Дед понимал, что это значит. Он семьдесят лет прожил на лоне природы, но с некоторыми вещами в ней, да и вообще в мире, не мог совладать. Цуйцуй выросла, и это напомнило ему о делах минувших дней, вытащило кое-какие похороненные под толщей времен события.
Мать Цуйцуй была очень похожа на дочь. Длинные брови, большие глаза, яркий румянец, кротость, заслужившая всеобщую любовь. Глазастая, с подвижными бровями, она всегда радовала старших. Казалось, она никогда не покинет гнездо. Но пришло несчастье — она познакомилась с тем солдатом, а под конец бросила старого отца и маленькую дочь — умерла вслед за ним. Старый паромщик говорил, что в этом нет ничьей вины, что за него несет ответственность только Небо. Но, хотя на словах он Небу не пенял, как же горько было у него на сердце! То, что выпало на его долю, по чести сказать, было несправедливо! На словах он забыл обо всем, однако на самом деле не мог отпустить свою боль, не мог смириться с тем, что случилось!

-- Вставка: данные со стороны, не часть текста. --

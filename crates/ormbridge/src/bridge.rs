//! Reaction to local model finalization.
//!
//! When the host finishes defining a bridged model, [`SchemaBridge`] asks the
//! remote server for the model's field metadata, translates each descriptor
//! into a local field, and attaches it. Relational fields whose target model
//! has not been finalized yet are parked until it is.

use std::sync::Arc;

use ormbridge_core::proto::FieldDescriptor;
use ormbridge_core::{
    Attachment, DefaultTranslator, FieldTranslator, ModelHandle, PendingLink, PlannedAttachment,
};
use serde::Serialize;
use tracing::{debug, error, info, trace};

use crate::context::BridgeContext;
use crate::error::Error;

/// A field parked until its target model is finalized.
#[derive(Debug, Clone, PartialEq, Eq, Serialize)]
pub struct DeferredField {
    /// Field name.
    pub field: String,
    /// Remote identifier of the missing target.
    pub target: String,
}

/// What happened to one finalized model.
#[derive(Debug, Clone, Default, PartialEq, Eq, Serialize)]
pub struct LinkReport {
    /// Local model name.
    pub model: String,
    /// Remote model identifier.
    pub remote_model: String,
    /// Fields attached to this model.
    pub attached: Vec<String>,
    /// Fields the translator declined.
    pub skipped: Vec<String>,
    /// Fields waiting for another model.
    pub deferred: Vec<DeferredField>,
    /// Previously deferred links, from any model, attached because this one
    /// registered.
    pub replayed: usize,
    /// Field metadata request failure, if any.
    pub fetch_error: Option<String>,
}

/// Result of [`SchemaBridge::on_model_finalized`].
#[derive(Debug, Clone, PartialEq, Eq)]
pub enum LinkOutcome {
    /// The model has no remote identifier.
    Ignored,
    /// No session: the model is left without remote fields.
    Degraded,
    /// The model was registered and its fields processed.
    Linked(LinkReport),
}

impl LinkOutcome {
    /// The report, if the model was linked.
    pub fn report(&self) -> Option<&LinkReport> {
        match self {
            LinkOutcome::Linked(report) => Some(report),
            _ => None,
        }
    }
}

/// Synthesizes local fields from remote metadata.
pub struct SchemaBridge {
    context: Arc<BridgeContext>,
    translator: Arc<dyn FieldTranslator>,
}

impl SchemaBridge {
    /// Create a bridge using [`DefaultTranslator`].
    pub fn new(context: Arc<BridgeContext>) -> Self {
        Self {
            context,
            translator: Arc::new(DefaultTranslator),
        }
    }

    /// Replace the field translator.
    pub fn with_translator(mut self, translator: Arc<dyn FieldTranslator>) -> Self {
        self.translator = translator;
        self
    }

    /// The shared context.
    pub fn context(&self) -> &Arc<BridgeContext> {
        &self.context
    }

    /// Handle the end of `model`'s definition.
    ///
    /// Only a duplicate registration is returned as `Err`. A missing session
    /// or a failed metadata request leaves the model without remote fields.
    pub fn on_model_finalized(&self, model: ModelHandle) -> Result<LinkOutcome, Error> {
        let Some(remote_id) = model.remote_model().map(str::to_string) else {
            trace!(model = %model.name(), "model is not bridged");
            return Ok(LinkOutcome::Ignored);
        };

        // The session check and the registration share one critical section,
        // so a reconnect cannot reset the registry in between.
        let session = {
            let mut state = self.context.lock_state();
            match self.context.session() {
                Some(session) => {
                    state.register(&remote_id, Arc::clone(&model))?;
                    session
                }
                None => {
                    drop(state);
                    error!(
                        model = %model.name(),
                        remote_model = %remote_id,
                        host = ?self.context.host(),
                        "no remote session, model left without remote fields"
                    );
                    return Ok(LinkOutcome::Degraded);
                }
            }
        };

        let mut report = LinkReport {
            model: model.name().to_string(),
            remote_model: remote_id.clone(),
            ..Default::default()
        };

        // Remote call and host translation run without the link lock.
        let mut translated = Vec::new();
        match session.describe_fields(&remote_id, &model.declared_fields()) {
            Ok(fields) => {
                debug!(model = %remote_id, count = fields.len(), "received field metadata");
                for (name, mut descriptor) in fields {
                    descriptor.annotate(&name, &remote_id);
                    let spec = self.translator.translate(&descriptor);
                    translated.push((descriptor, spec));
                }
            }
            Err(e) => {
                error!(model = %remote_id, error = %e, "failed to fetch field metadata");
                report.fetch_error = Some(e.to_string());
            }
        }

        let mut plan = Vec::new();
        {
            let mut state = self.context.lock_state();
            for (descriptor, spec) in translated {
                let name = descriptor.name.clone();
                match state.attach_or_defer(&remote_id, descriptor, spec, &mut plan)? {
                    Attachment::Skipped => report.skipped.push(name),
                    Attachment::Attached => report.attached.push(name),
                    Attachment::Deferred { target } => {
                        report.deferred.push(DeferredField { field: name, target })
                    }
                }
            }
            report.replayed = state.resolve_deferred(&remote_id, &mut plan)?;
        }
        apply(plan);

        info!(
            model = %remote_id,
            attached = report.attached.len(),
            skipped = report.skipped.len(),
            deferred = report.deferred.len(),
            replayed = report.replayed,
            "model linked"
        );
        Ok(LinkOutcome::Linked(report))
    }

    /// Attach `descriptor` to the registered model `origin`, or park it until
    /// its relation target is registered.
    pub fn attach_or_defer(
        &self,
        origin: &str,
        descriptor: FieldDescriptor,
    ) -> Result<Attachment, Error> {
        let spec = self.translator.translate(&descriptor);
        let mut plan = Vec::new();
        let attachment = self
            .context
            .lock_state()
            .attach_or_defer(origin, descriptor, spec, &mut plan)?;
        apply(plan);
        Ok(attachment)
    }

    /// Links still waiting for a target that was never finalized.
    pub fn pending_links(&self) -> Vec<PendingLink> {
        let state = self.context.lock_state();
        let deferred = state.deferred();
        deferred
            .targets()
            .iter()
            .flat_map(|target| deferred.pending_for(target).iter().cloned())
            .collect()
    }
}

/// Run host model callbacks. Must be called with the link lock released.
fn apply(plan: Vec<PlannedAttachment>) {
    for attachment in plan {
        attachment.apply();
    }
}

#[cfg(test)]
mod tests {
    use super::*;

    #[test]
    fn test_outcome_report() {
        assert!(LinkOutcome::Ignored.report().is_none());
        assert!(LinkOutcome::Degraded.report().is_none());

        let report = LinkReport {
            model: "Partner".into(),
            remote_model: "res.partner".into(),
            ..Default::default()
        };
        assert_eq!(
            LinkOutcome::Linked(report.clone()).report(),
            Some(&report)
        );
    }

    #[test]
    fn test_unconnected_bridge_has_no_pending_links() {
        let bridge = SchemaBridge::new(Arc::new(BridgeContext::new()));
        assert!(bridge.pending_links().is_empty());
    }
}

Но еще ведь есть и Цуйцуй. Последуй она сейчас по стопам матери, смог бы дед в свои преклонные годы вырастить еще одного птенца? Человек полагает, а Бог располагает! Он был слишком стар, он хотел отдохнуть, ведь любой добрый деревенский житель получает сполна все отведенные ему невзгоды и тяжкий труд. Будь где-нибудь наверху Бог, и будь у него пара рук, чтобы все распределить, очевидно же, что справедливо было бы забрать первым деда и позволить молодым в новой жизни получить надлежащую долю радостей и горестей, тогда во всем этом был бы хоть какой-то смысл.
Но дед думал вовсе не об этом. Он волновался за Цуйцуй. Иногда он лежал на большом камне у дома и обдумывал свои заботы в компании звезд. Он думал о том, что смерть уже скоро заберет его, и именно то, что Цуйцуй выросла, означало, что он действительно постарел. Во что бы то ни стало нужно было найти ей опору. Раз уж несчастная мать передала ему девочку и она выросла, то теперь он тоже должен передать ее кому-то, только тогда его дела будут завершены! Но кому? Как найти человека, который бы не обидел ее?
Когда Тяньбао Далао переправлялся через реку несколько дней назад и беседовал с дедом, то напрямик сказал ему:
— Дядюшка, Цуйцуй ваша очень красива, прямо как Гуаньинь. Пройдет года два, и если я стану заниматься делами в Чадуне и мне не нужно будет носиться повсюду, как вороне, я непременно буду приходить на берег петь для нее каждую ночь.